[PROMPT]: Word for word, restate the entries below from their first line through the line that contains "every committed transition.".

Saved entries:
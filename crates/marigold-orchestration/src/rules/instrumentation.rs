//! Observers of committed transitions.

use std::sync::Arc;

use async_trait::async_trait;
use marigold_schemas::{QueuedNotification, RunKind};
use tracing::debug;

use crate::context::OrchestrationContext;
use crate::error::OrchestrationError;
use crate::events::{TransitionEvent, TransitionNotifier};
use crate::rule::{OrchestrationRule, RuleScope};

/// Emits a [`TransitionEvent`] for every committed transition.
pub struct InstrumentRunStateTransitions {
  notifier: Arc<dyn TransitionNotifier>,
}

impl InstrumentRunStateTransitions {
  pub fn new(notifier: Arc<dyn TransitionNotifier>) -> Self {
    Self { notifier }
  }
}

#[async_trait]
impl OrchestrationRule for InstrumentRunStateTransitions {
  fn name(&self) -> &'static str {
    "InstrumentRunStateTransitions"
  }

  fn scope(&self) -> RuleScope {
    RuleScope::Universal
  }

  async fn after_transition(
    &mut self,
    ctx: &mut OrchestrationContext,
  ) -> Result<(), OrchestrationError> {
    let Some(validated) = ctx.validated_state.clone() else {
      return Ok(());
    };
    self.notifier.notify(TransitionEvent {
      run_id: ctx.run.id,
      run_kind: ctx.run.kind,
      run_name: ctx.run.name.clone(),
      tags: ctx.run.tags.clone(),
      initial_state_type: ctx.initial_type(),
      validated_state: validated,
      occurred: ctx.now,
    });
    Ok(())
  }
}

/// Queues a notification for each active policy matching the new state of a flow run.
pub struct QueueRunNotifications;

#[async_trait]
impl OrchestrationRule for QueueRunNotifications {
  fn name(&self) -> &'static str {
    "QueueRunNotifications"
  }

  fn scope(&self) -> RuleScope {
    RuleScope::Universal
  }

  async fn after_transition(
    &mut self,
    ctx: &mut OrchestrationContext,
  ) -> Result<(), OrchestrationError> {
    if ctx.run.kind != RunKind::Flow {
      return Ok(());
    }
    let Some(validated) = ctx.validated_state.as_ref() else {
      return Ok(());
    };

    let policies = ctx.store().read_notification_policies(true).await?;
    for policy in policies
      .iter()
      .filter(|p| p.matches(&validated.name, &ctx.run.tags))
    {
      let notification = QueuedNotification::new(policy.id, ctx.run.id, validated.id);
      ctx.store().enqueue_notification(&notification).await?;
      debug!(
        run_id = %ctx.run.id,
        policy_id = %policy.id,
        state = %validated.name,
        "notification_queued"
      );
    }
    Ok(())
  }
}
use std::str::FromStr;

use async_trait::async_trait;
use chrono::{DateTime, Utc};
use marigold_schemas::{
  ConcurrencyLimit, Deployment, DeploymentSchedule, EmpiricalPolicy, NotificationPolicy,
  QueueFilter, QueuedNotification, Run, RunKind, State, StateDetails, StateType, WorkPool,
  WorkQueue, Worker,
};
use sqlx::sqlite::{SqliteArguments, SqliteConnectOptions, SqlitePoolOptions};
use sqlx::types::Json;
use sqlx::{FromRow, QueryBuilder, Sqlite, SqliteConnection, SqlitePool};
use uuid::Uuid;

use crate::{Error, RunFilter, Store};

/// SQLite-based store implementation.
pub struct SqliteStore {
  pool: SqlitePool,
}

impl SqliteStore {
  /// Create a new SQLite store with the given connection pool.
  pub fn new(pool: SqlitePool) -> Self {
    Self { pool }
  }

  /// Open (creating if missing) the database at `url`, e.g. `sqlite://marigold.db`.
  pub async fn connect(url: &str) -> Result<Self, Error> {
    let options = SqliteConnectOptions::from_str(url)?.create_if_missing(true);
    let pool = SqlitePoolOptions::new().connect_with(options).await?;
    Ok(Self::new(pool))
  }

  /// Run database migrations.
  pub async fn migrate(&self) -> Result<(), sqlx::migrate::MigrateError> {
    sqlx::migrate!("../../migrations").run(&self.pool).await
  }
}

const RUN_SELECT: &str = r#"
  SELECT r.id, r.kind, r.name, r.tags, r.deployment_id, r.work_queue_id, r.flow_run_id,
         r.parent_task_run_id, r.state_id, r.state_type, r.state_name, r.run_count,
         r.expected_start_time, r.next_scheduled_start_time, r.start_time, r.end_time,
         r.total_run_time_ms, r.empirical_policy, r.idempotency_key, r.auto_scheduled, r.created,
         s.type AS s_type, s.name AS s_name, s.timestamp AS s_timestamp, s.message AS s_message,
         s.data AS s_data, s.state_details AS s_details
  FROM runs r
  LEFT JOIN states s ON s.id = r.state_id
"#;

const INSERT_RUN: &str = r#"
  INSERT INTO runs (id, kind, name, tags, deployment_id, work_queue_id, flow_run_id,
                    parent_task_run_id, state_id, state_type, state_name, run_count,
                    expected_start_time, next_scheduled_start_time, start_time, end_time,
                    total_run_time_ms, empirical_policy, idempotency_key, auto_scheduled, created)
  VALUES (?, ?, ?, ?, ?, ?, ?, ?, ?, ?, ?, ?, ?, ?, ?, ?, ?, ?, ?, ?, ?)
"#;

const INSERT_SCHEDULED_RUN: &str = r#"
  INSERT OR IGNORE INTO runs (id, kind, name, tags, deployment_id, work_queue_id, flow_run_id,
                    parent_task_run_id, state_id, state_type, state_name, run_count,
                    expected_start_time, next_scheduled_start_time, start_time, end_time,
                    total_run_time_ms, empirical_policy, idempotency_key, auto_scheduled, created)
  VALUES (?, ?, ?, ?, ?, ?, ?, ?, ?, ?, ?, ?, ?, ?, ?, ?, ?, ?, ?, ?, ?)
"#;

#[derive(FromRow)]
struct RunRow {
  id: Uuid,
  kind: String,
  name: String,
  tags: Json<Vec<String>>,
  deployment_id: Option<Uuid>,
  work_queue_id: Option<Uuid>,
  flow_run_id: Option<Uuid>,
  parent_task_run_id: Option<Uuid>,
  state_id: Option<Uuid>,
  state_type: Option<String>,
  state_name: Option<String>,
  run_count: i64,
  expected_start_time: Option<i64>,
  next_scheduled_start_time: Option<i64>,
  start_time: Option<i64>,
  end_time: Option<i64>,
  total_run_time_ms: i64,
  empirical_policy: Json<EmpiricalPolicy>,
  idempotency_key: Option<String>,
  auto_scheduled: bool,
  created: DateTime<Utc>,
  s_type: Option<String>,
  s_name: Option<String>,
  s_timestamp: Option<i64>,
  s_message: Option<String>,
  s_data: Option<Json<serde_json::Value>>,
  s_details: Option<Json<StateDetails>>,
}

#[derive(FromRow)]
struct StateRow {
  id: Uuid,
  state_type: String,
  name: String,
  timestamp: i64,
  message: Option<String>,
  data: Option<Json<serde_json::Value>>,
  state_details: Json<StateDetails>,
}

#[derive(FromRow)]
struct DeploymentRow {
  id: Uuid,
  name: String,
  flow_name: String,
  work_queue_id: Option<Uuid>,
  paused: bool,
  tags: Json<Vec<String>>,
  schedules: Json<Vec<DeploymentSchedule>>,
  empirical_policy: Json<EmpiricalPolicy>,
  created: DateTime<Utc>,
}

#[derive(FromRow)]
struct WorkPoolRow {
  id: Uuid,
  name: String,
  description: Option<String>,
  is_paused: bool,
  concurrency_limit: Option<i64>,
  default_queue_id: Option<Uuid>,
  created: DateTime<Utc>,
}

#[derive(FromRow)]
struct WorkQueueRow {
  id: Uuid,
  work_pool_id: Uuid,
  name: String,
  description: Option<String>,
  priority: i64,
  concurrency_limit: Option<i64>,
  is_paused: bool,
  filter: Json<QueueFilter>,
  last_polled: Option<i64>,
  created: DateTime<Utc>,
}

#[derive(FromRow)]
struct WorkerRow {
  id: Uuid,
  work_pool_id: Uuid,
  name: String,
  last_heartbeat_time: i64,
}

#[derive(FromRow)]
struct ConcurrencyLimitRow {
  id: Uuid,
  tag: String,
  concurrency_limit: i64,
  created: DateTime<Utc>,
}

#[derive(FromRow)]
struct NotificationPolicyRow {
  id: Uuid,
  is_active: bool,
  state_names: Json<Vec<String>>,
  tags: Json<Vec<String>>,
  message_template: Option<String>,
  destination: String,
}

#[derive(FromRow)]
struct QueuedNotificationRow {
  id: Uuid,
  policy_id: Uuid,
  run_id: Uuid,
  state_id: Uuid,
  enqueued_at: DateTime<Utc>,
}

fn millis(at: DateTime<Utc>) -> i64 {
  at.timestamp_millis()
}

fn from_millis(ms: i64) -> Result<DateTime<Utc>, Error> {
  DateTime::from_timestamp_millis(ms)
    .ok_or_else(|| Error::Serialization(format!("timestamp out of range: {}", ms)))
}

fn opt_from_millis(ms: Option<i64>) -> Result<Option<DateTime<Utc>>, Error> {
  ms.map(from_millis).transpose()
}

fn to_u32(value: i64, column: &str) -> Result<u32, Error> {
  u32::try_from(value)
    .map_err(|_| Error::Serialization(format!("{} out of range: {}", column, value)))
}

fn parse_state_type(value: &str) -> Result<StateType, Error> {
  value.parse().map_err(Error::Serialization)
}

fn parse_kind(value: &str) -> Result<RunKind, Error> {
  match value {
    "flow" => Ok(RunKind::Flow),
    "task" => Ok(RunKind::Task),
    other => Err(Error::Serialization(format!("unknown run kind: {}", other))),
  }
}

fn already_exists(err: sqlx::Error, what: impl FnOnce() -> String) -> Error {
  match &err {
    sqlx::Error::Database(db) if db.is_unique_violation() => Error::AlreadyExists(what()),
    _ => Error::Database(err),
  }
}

[EXERCISE OUTPUT]:
filename crates/marigold-orchestration/src/rules/instrumentation.rs
//! Observers of committed transitions.

use std::sync::Arc;

use async_trait::async_trait;
use marigold_schemas::{QueuedNotification, RunKind};
use tracing::debug;

use crate::context::OrchestrationContext;
use crate::error::OrchestrationError;
use crate::events::{TransitionEvent, TransitionNotifier};
use crate::rule::{OrchestrationRule, RuleScope};

/// Emits a [`TransitionEvent`] for every committed transition.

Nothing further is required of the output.